Omentin-1 attenuates lipopolysaccharide (LPS)-induced U937 macrophages activation by inhibiting the TLR4/MyD88/NF-κB signaling

Abstract

Macrophages play a pivotal role in the defense response against harmful pathogens and stimuli by releasing various pro-inflammatory mediators. However, overproduction of pro-inflammatory mediators will do harm to the organism and cause inflammation-associated diseases. Omentin-1, which is a newly discovered adipokine, is specifically expressed in omental adipose tissue. Recent studies have found correlations between omentin-1 and insulin resistance, diabetes, obesity, inflammation, atherosclerosis, bone metabolism, and tumor cell proliferation. Some studies have shown that the association between omentin-1, insulin resistance, and inflammation might suggest that omentin-1 plays an important role in chronic inflammatory diseases.

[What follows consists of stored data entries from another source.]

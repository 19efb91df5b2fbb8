// src/engine.rs
use crate::config::AppConfig;
use crate::drivers::{parse_line, DaqError, DeviceCommand, DeviceLink, SerialSession, SimulatedDevice};
use crate::types::*;
use std::ops::ControlFlow;
use std::sync::mpsc::{Receiver, Sender, TryRecvError};
use std::thread::{self, JoinHandle};
use std::time::SystemTime;

// 单次轮询最多读取的行数，避免 GUI 命令被饿死
const MAX_LINES_PER_POLL: usize = 64;
const MAX_COMMANDS_PER_POLL: usize = 10;

/// Background reader: owns the device link and reports to the GUI over `tx`.
pub struct Engine {
    tx: Sender<DaqMessage>,
    config: AppConfig,
    link: Option<Box<dyn DeviceLink>>,
    continuous: bool,
}

impl Engine {
    pub fn new(tx: Sender<DaqMessage>, config: AppConfig) -> Self {
        Self { tx, config, link: None, continuous: false }
    }

    pub fn is_connected(&self) -> bool {
        self.link.is_some()
    }

    fn log(&self, msg: impl Into<String>) {
        let msg = msg.into();
        log::info!("{msg}");
        self.tx.send(DaqMessage::Log(msg)).ok();
    }

    fn open_link(&self, mode: ConnectionMode, port: &str) -> Result<Box<dyn DeviceLink>, DaqError> {
        match mode {
            ConnectionMode::Hardware => Ok(Box::new(SerialSession::open(port, &self.config)?)),
            ConnectionMode::Simulation => Ok(Box::new(SimulatedDevice::new(
                self.config.channel_count,
                self.config.sim_interval(),
            ))),
        }
    }

    /// Takes ownership of an already opened link.
    pub fn attach(&mut self, link: Box<dyn DeviceLink>) {
        self.log(format!("✅ Connected to {}", link.describe()));
        self.link = Some(link);
        self.continuous = false;
        self.tx.send(DaqMessage::Status(true)).ok();
    }

    pub fn handle_command(&mut self, cmd: GuiCommand) -> ControlFlow<()> {
        match cmd {
            GuiCommand::Connect { mode, port } => {
                if self.link.is_some() {
                    self.log("Already connected");
                    return ControlFlow::Continue(());
                }
                match self.open_link(mode, &port) {
                    Ok(link) => self.attach(link),
                    Err(e) => {
                        log::error!("failed to connect to {port}: {e}");
                        self.tx
                            .send(DaqMessage::ConnectFailed { port, reason: e.to_string() })
                            .ok();
                    }
                }
            }
            GuiCommand::Disconnect => self.close_link(),
            GuiCommand::StartContinuous => self.set_continuous(true),
            GuiCommand::StopContinuous => self.set_continuous(false),
            GuiCommand::Shutdown => {
                self.close_link();
                return ControlFlow::Break(());
            }
        }
        ControlFlow::Continue(())
    }

    fn set_continuous(&mut self, on: bool) {
        let Some(link) = self.link.as_mut() else {
            self.log("Connect first.");
            return;
        };
        let command = if on { DeviceCommand::StartContinuous } else { DeviceCommand::StopContinuous };
        match link.send_command(command) {
            Ok(()) => {
                self.continuous = on;
                self.tx.send(DaqMessage::Continuous(on)).ok();
                self.log(if on { "🌊 Continuous Started" } else { "🛑 Continuous Stopped" });
            }
            Err(e) => self.drop_link(&e),
        }
    }

    /// Stops streaming if needed, then releases the port.
    fn close_link(&mut self) {
        let Some(mut link) = self.link.take() else {
            return;
        };
        if self.continuous {
            if let Err(e) = link.send_command(DeviceCommand::StopContinuous) {
                log::warn!("could not stop continuous mode on {}: {e}", link.describe());
            }
            self.continuous = false;
            self.tx.send(DaqMessage::Continuous(false)).ok();
        }
        let name = link.describe();
        drop(link);
        self.tx.send(DaqMessage::Status(false)).ok();
        self.log(format!("Disconnected from {name}"));
    }

    fn drop_link(&mut self, err: &DaqError) {
        if let Some(link) = self.link.take() {
            log::error!("link to {} failed: {err}", link.describe());
            self.tx.send(DaqMessage::Log(format!("❌ Link lost: {err}"))).ok();
        }
        if self.continuous {
            self.continuous = false;
            self.tx.send(DaqMessage::Continuous(false)).ok();
        }
        self.tx.send(DaqMessage::Status(false)).ok();
    }

    /// Forwards every line that is ready; returns how many were read.
    pub fn poll_link(&mut self) -> usize {
        let mut count = 0;
        while count < MAX_LINES_PER_POLL {
            let Some(link) = self.link.as_mut() else {
                break;
            };
            match link.next_line() {
                Ok(Some(text)) => {
                    count += 1;
                    let line = parse_line(&text);
                    if line.is_empty() {
                        continue;
                    }
                    let reading = Reading { received_at: SystemTime::now(), line };
                    self.tx.send(DaqMessage::Reading(reading)).ok();
                }
                Ok(None) => break,
                Err(e) => {
                    self.drop_link(&e);
                    break;
                }
            }
        }
        count
    }
}

pub fn spawn_thread(tx: Sender<DaqMessage>, rx_cmd: Receiver<GuiCommand>, config: AppConfig) -> JoinHandle<()> {
    thread::spawn(move || {
        let idle = config.poll_interval();
        let mut engine = Engine::new(tx, config);
        log::info!("DAQ engine ready");

        loop {
            // 1. 处理 GUI 发来的命令
            for _ in 0..MAX_COMMANDS_PER_POLL {
                let cmd = match rx_cmd.try_recv() {
                    Ok(cmd) => cmd,
                    Err(TryRecvError::Empty) => break,
                    // GUI 已退出
                    Err(TryRecvError::Disconnected) => GuiCommand::Shutdown,
                };
                if engine.handle_command(cmd).is_break() {
                    log::info!("DAQ engine stopped");
                    return;
                }
            }

            // 2. 读取串口数据
            if !engine.is_connected() || engine.poll_link() == 0 {
                thread::sleep(idle);
            }
        }
    })
}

In this study, we found that omentin-1 inhibited LPS-induced expression of inflammatory mediators and pro-inflammatory cytokines in macrophages. Furthermore, omentin-1 inhibited activation of the NF-κB pathway by suppressing both nuclear p65 accumulation and transfected NFκB promoter activity. Importantly, omentin-1 increased nuclear translocation of Nrf2. Our findings demonstrate that omentin-1 exerts anti-inflammatory effects on LPS-induced macrophages and has potential implication in the treatment of inflammation-associated diseases.